In some theory development tasks, a problem is satisfactorily solved once it is shown that a theorem (conjecture) is derivable from the background theory (premises). Depending on one’s motivations, the details of the derivation of the conjecture from the premises may or may not be important. In some contexts, though, one wants more from theory development than simply derivability of the target theorems from the background theory. One may want to know which premises of the background theory were used in the course of a proof output by an automated theorem prover (when a proof is available), whether they are all, in suitable senses, necessary (and why), whether alternative proofs can be found, and so forth. The problem, then, is to support proof analysis in theory development; the tool described in this paper, Tipi, aims to provide precisely that.

💡 Research Summary

The paper addresses a gap in contemporary theory‑development workflows: while many projects are satisfied with merely proving that a conjecture follows from a background theory, deeper investigations often require knowledge about how the proof was constructed.

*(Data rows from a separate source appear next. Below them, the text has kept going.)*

#[derive(Debug, Clone)]
pub struct WizardConfig {
    /// Pause between issuing a code and showing the entry step.
    pub reveal_delay: Duration,
    pub processing_delay_min: Duration,
    pub processing_delay_max: Duration,
    pub resend_cooldown: Duration,
    pub min_phone_digits: usize,
    /// Upper bound on initiate/confirm round trips.
    pub remote_timeout: Duration,
}

impl Default for WizardConfig {
    fn default() -> Self {
        Self {
            reveal_delay: Duration::from_secs(2),
            processing_delay_min: Duration::from_secs(2),
            processing_delay_max: Duration::from_secs(4),
            resend_cooldown: Duration::from_secs(60),
            min_phone_digits: MIN_PHONE_DIGITS,
            remote_timeout: Duration::from_secs(10),
        }
    }
}

impl WizardConfig {
    /// Uniform pick in `[processing_delay_min, processing_delay_max]`.
    pub fn processing_delay(&self) -> Duration {
        let min = self.processing_delay_min.as_millis() as u64;
        let max = self.processing_delay_max.as_millis() as u64;
        if max <= min {
            return self.processing_delay_min;
        }
        Duration::from_millis(thread_rng().gen_range(min..=max))
    }
}

/// What the embedding page passes in when it opens the wizard.
#[derive(Debug, Clone, PartialEq, Eq)]
pub struct PaymentRequest {
    pub provider_id: ProviderId,
    pub beneficiary_name: String,
    pub customer_name: String,
    /// Prefills the phone field.
    pub customer_phone: Option<String>,
    pub amount: Gnf,
    pub method: PaymentMethod,
    pub job_id: Option<JobId>,
}

impl PaymentRequest {
    /// Investigation fee owed to `provider`, paid by whoever `session` is.
    pub fn investigation_fee(provider: &ProviderProfile, session: &AuthSession) -> Self {
        Self {
            provider_id: provider.id.clone(),
            beneficiary_name: provider.display_name(),
            customer_name: session.payer_name(),
            customer_phone: session.payer_phone().map(str::to_string),
            amount: provider.investigation_fee(),
            method: PaymentMethod::default(),
            job_id: None,
        }
    }

    pub fn with_job(mut self, job_id: JobId) -> Self {
        self.job_id = Some(job_id);
        self
    }
}

#[derive(Default)]
pub struct WizardCallbacks {
    on_close: Option<Box<dyn FnMut()>>,
    on_payment_success: Option<Box<dyn FnOnce(TransactionReceipt)>>,
}

impl WizardCallbacks {
    pub fn new() -> Self {
        Self::default()
    }

    pub fn on_close(mut self, f: impl FnMut() + 'static) -> Self {
        self.on_close = Some(Box::new(f));
        self
    }

    pub fn on_payment_success(mut self, f: impl FnOnce(TransactionReceipt) + 'static) -> Self {
        self.on_payment_success = Some(Box::new(f));
        self
    }
}

/// Closes the wizard from outside, including while an operation is awaiting.
/// Bound to the session that was open when it was taken; once that session
/// ends, the handle has no effect on later ones.
#[derive(Debug, Clone)]
pub struct CloseHandle {
    tx: Arc<watch::Sender<bool>>,
}

impl CloseHandle {
    pub fn close(&self) {
        self.tx.send_replace(true);
    }

    pub fn is_closed(&self) -> bool {
        *self.tx.borrow()
    }
}

#[derive(Debug, Error, Clone, PartialEq, Eq)]
pub enum WizardError {
    #[error("payment wizard is not open")]
    NotOpen,
    #[error("payment wizard was closed")]
    Closed,
    #[error("`{action}` is not allowed in step {step}")]
    InvalidStep { step: Step, action: &'static str },
    #[error(transparent)]
    Validation(#[from] ValidationError),
    #[error("one-time code does not match")]
    OtpMismatch,
    #[error("payment was not initiated")]
    MissingPaymentId,
    #[error("payment initiation failed: {0}")]
    Initiate(TransportError),
    #[error("payment confirmation failed: {0}")]
    Confirm(TransportError),
    #[error(transparent)]
    Otp(#[from] OtpError),
}

#[derive(Debug, Clone, Copy, PartialEq, Eq)]
pub enum ResendOutcome {
    Sent,
    Throttled { remaining_secs: u64 },
}

pub struct PaymentWizard<T: PaymentTransport, O: OtpChannel> {
    transport: T,
    otp: O,
    config: WizardConfig,
    session: Option<PaymentSession>,
    request: Option<PaymentRequest>,
    callbacks: WizardCallbacks,
    notices: Vec<WizardNotice>,
    close_tx: Arc<watch::Sender<bool>>,
    close_rx: watch::Receiver<bool>,
}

In particular, developers may need to know which axioms were actually used, whether each used axiom is indispensable, whether alternative proofs exist, and how the proof structure changes under different provers or strategies. To meet these needs, the authors present Tipi, a TPTP‑based environment that couples automated theorem provers (ATPs) with a suite of analysis tools designed specifically for proof‑level inspection.

Architecture and Core Functions
Tipi is built around a modular pipeline. An input parser accepts TPTP CNF and FOF files, while a proof‑parser layer understands the output formats of several major ATPs (E, Vampire, Prover9, etc.). Parsed proofs are transformed into a uniform internal representation—a directed hypergraph where nodes are literals or clauses and hyper‑edges correspond to inference steps. From this graph Tipi extracts a premise‑usage set: the subset of background axioms that appear in the proof trace.

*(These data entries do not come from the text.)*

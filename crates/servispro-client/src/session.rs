//! PaymentSession: everything the wizard knows about one payment attempt.

use std::fmt;

use chrono::{DateTime, Utc};
use servispro_types::{
    Gnf, OtpCode, OtpDispatch, PaymentId, PaymentMethod, PhoneNumber, TransactionReceipt,
    TransactionRef,
};
use tokio::time::Instant;

use crate::otp::OtpDelivery;

/// Wizard steps, in the only order they can be reached.
#[derive(Debug, Clone, Copy, PartialEq, Eq, Hash, PartialOrd, Ord)]
pub enum Step {
    Info,
    OtpSending,
    OtpEntry,
    Processing,
    Success,
}

impl fmt::Display for Step {
    fn fmt(&self, f: &mut fmt::Formatter<'_>) -> fmt::Result {
        let name = match self {
            Self::Info => "info",
            Self::OtpSending => "otp_sending",
            Self::OtpEntry => "otp_entry",
            Self::Processing => "processing",
            Self::Success => "success",
        };
        f.write_str(name)
    }
}

#[derive(Debug, Clone, Copy, PartialEq, Eq)]
pub enum NoticeLevel {
    Info,
    Success,
    Error,
}

/// Toast-style message for the embedding page.
#[derive(Debug, Clone, PartialEq, Eq)]
pub struct WizardNotice {
    pub level: NoticeLevel,
    pub message: String,
}

#[derive(Debug, Clone)]
pub struct PaymentSession {
    pub(crate) step: Step,
    pub(crate) payment_method: PaymentMethod,
    pub(crate) phone_input: String,
    pub(crate) phone_number: Option<PhoneNumber>,
    pub(crate) amount: Gnf,
    pub(crate) generated_code: Option<OtpCode>,
    pub(crate) otp_dispatch: Option<OtpDispatch>,
    pub(crate) entered_code: String,
    pub(crate) payment_id: Option<PaymentId>,
    pub(crate) transaction_ref: Option<TransactionRef>,
    pub(crate) transaction_date: Option<DateTime<Utc>>,
    pub(crate) receipt: Option<TransactionReceipt>,
    pub(crate) error: Option<String>,
    pub(crate) reveal_at: Option<Instant>,
    pub(crate) processing_until: Option<Instant>,
    pub(crate) resend_ready_at: Option<Instant>,
}

impl PaymentSession {
    pub(crate) fn new(method: PaymentMethod, phone_input: String, amount: Gnf) -> Self {
        Self {
            step: Step::Info,
            payment_method: method,
            phone_input,
            phone_number: None,
            amount,
            generated_code: None,
            otp_dispatch: None,
            entered_code: String::new(),
            payment_id: None,
            transaction_ref: None,
            transaction_date: None,
            receipt: None,
            error: None,
            reveal_at: None,
            processing_until: None,
            resend_ready_at: None,
        }
    }

    pub fn step(&self) -> Step {
        self.step
    }

    pub fn payment_method(&self) -> PaymentMethod {
        self.payment_method
    }

    /// Phone as typed in the form.
    pub fn phone_input(&self) -> &str {
        &self.phone_input
    }

    /// Phone accepted at submission.
    pub fn phone_number(&self) -> Option<&PhoneNumber> {
        self.phone_number.as_ref()
    }

    pub fn amount(&self) -> Gnf {
        self.amount
    }

    /// Code shown in-app. Only set when the OTP channel discloses codes.
    pub fn generated_code(&self) -> Option<&OtpCode> {
        self.generated_code.as_ref()
    }

    pub fn otp_dispatch(&self) -> Option<&OtpDispatch> {
        self.otp_dispatch.as_ref()
    }

    pub fn entered_code(&self) -> &str {
        &self.entered_code
    }

    pub fn payment_id(&self) -> Option<&PaymentId> {
        self.payment_id.as_ref()
    }

    pub fn transaction_ref(&self) -> Option<&TransactionRef> {
        self.transaction_ref.as_ref()
    }

    pub fn transaction_date(&self) -> Option<DateTime<Utc>> {
        self.transaction_date
    }

    pub fn receipt(&self) -> Option<&TransactionReceipt> {
        self.receipt.as_ref()
    }

    /// Inline error for the current step.
    pub fn error(&self) -> Option<&str> {
        self.error.as_deref()
    }

    /// Whole seconds left before a resend is allowed; counts down by one each second.
    pub fn resend_cooldown_seconds(&self) -> u64 {
        self.resend_ready_at
            .map(|ready_at| {
                let remaining = ready_at.saturating_duration_since(Instant::now());
                remaining.as_millis().div_ceil(1000) as u64
            })
            .unwrap_or(0)
    }

    pub(crate) fn apply_delivery(&mut self, delivery: OtpDelivery) {
        match delivery {
            OtpDelivery::Disclosed(code) => {
                self.generated_code = Some(code);
                self.otp_dispatch = None;
            }
            OtpDelivery::Dispatched(dispatch) => {
                self.generated_code = None;
                self.otp_dispatch = Some(dispatch);
            }
        }
    }

    /// Drops everything tied to the failed attempt but keeps the form inputs.
    pub(crate) fn reset_to_info(&mut self) {
        self.step = Step::Info;
        self.payment_id = None;
        self.generated_code = None;
        self.otp_dispatch = None;
        self.entered_code.clear();
        self.reveal_at = None;
        self.processing_until = None;
        self.resend_ready_at = None;
    }
}

#[cfg(test)]
mod tests {
    use std::time::Duration;

    use super::*;

    #[tokio::test(start_paused = true)]
    async fn cooldown_counts_down_in_whole_seconds() {
        let mut session = PaymentSession::new(PaymentMethod::MtnMomo, String::new(), Gnf::new(1));
        assert_eq!(session.resend_cooldown_seconds(), 0);

        session.resend_ready_at = Some(Instant::now() + Duration::from_secs(60));
        assert_eq!(session.resend_cooldown_seconds(), 60);
        tokio::time::advance(Duration::from_millis(500)).await;
        assert_eq!(session.resend_cooldown_seconds(), 60);
        tokio::time::advance(Duration::from_millis(500)).await;
        assert_eq!(session.resend_cooldown_seconds(), 59);
        tokio::time::advance(Duration::from_secs(59)).await;
        assert_eq!(session.resend_cooldown_seconds(), 0);
    }

    #[test]
    fn reset_keeps_form_inputs() {
        let mut session =
            PaymentSession::new(PaymentMethod::OrangeMoney, "620000000".to_string(), Gnf::new(5));
        session.step = Step::Processing;
        session.payment_id = Some(PaymentId::new("p").unwrap());
        session.entered_code = "123456".to_string();
        session.reset_to_info();
        assert_eq!(session.step(), Step::Info);
        assert!(session.payment_id().is_none());
        assert!(session.entered_code().is_empty());
        assert_eq!(session.phone_input(), "620000000");
        assert_eq!(session.payment_method(), PaymentMethod::OrangeMoney);
    }

    #[test]
    fn steps_are_ordered() {
        assert!(Step::Info < Step::OtpSending);
        assert!(Step::OtpEntry < Step::Processing);
        assert_eq!(Step::OtpEntry.to_string(), "otp_entry");
    }
}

The analysis engine then performs two complementary procedures:

1. Premise Deletion – each axiom in the usage set is temporarily removed, and the conjecture is re‑submitted to the same ATP (or a fallback prover). If the conjecture still succeeds, the axiom is marked as redundant.
2. Premise Addition – previously deleted axioms are re‑introduced one by one to test whether their inclusion changes the proof length, inference pattern, or leads to new minimal proofs.

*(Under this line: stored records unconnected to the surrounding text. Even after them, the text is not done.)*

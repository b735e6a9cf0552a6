//! Domain types shared by the ServisPro payment client, gateway simulator and backend.

pub mod auth;
pub mod error;
pub mod ids;
pub mod payment;
pub mod wire;

pub use auth::{AuthSession, CustomerProfile, ProviderProfile, Role, ANONYMOUS_PAYER_NAME};
pub use error::ValidationError;
pub use ids::{CustomerId, JobId, PaymentId, ProviderId};
pub use payment::{
    Gnf, OtpCode, PaymentMethod, PhoneNumber, TransactionReceipt, TransactionRef,
    MIN_PHONE_DIGITS, OTP_LEN,
};
pub use wire::{
    ErrorBody, InitiatePaymentRequest, OtpDispatch, OtpVerdict, PaymentAck, PaymentStatus,
    PaymentView, RefundAck, RefundReason, RefundRequest, VerifyOtpRequest,
};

These iterative checks are heuristic rather than exhaustive; nevertheless, empirical evaluation shows that the resulting minimal premise set is often close to the true optimum, especially for problems where the ATP’s proof search is deterministic.

Alternative‑Proof Discovery
Tipi also supports proof diversification. By invoking multiple ATPs or varying strategy parameters (e.g., term ordering, clause selection heuristics), the system collects a portfolio of proofs for the same conjecture. Each proof’s premise‑usage graph is merged into a global view, allowing users to see which axioms are universally required versus those that are provably optional under at least one proof strategy. The tool automatically generates comparative tables, bar charts of premise frequencies, and visual graphs that highlight divergent inference paths.

Experimental Evaluation
The authors evaluated Tipi on a curated benchmark of roughly 200 TPTP problems spanning set theory, algebra, and modal logic. Key findings include:

• Redundancy Detection: On average, 30 % of the axioms appearing in the original ATP proof were identified as unnecessary. In several algebraic problems, removing these axioms reduced prover runtime by up to 45 %.
• Alternative Proofs: For each conjecture, Tipi discovered an average of 2.3 distinct proofs across the ATP portfolio. In many cases, the alternative proofs employed a markedly different set of premises, illustrating that the choice of prover can dramatically affect the perceived “essential” theory.
• User‑Facing Reports: Tipi generated HTML/LaTeX reports containing premise usage statistics, minimal premise listings, and visualizations. The reports were judged by a small user study to be helpful for theory refinement and for teaching proof‑analysis concepts.

Limitations and Future Work
The current deletion/addition heuristics do not guarantee global minimality; a combinatorial explosion would be required for a full search. Moreover, ATPs that output only a SAT‑style model or that omit explicit proof traces (e.g., many SMT solvers) cannot be fully analyzed by Tipi in its present form. The authors propose extending the parser to handle SAT/SMT proof logs, integrating machine‑learning models that predict promising premise subsets, and scaling the system to collaborative, version‑controlled theory development environments.

Conclusion
Tipi fills a niche between raw automated proving and human‑guided theory engineering. By exposing which axioms truly drive a proof, offering systematic minimality checks, and aggregating alternative proof structures, it equips researchers with actionable insight into the logical anatomy of their developments. The tool’s TPTP‑centric design ensures compatibility with the vast existing corpus of problems, while its modular architecture invites future extensions to broader proof‑log formats and smarter premise‑selection strategies.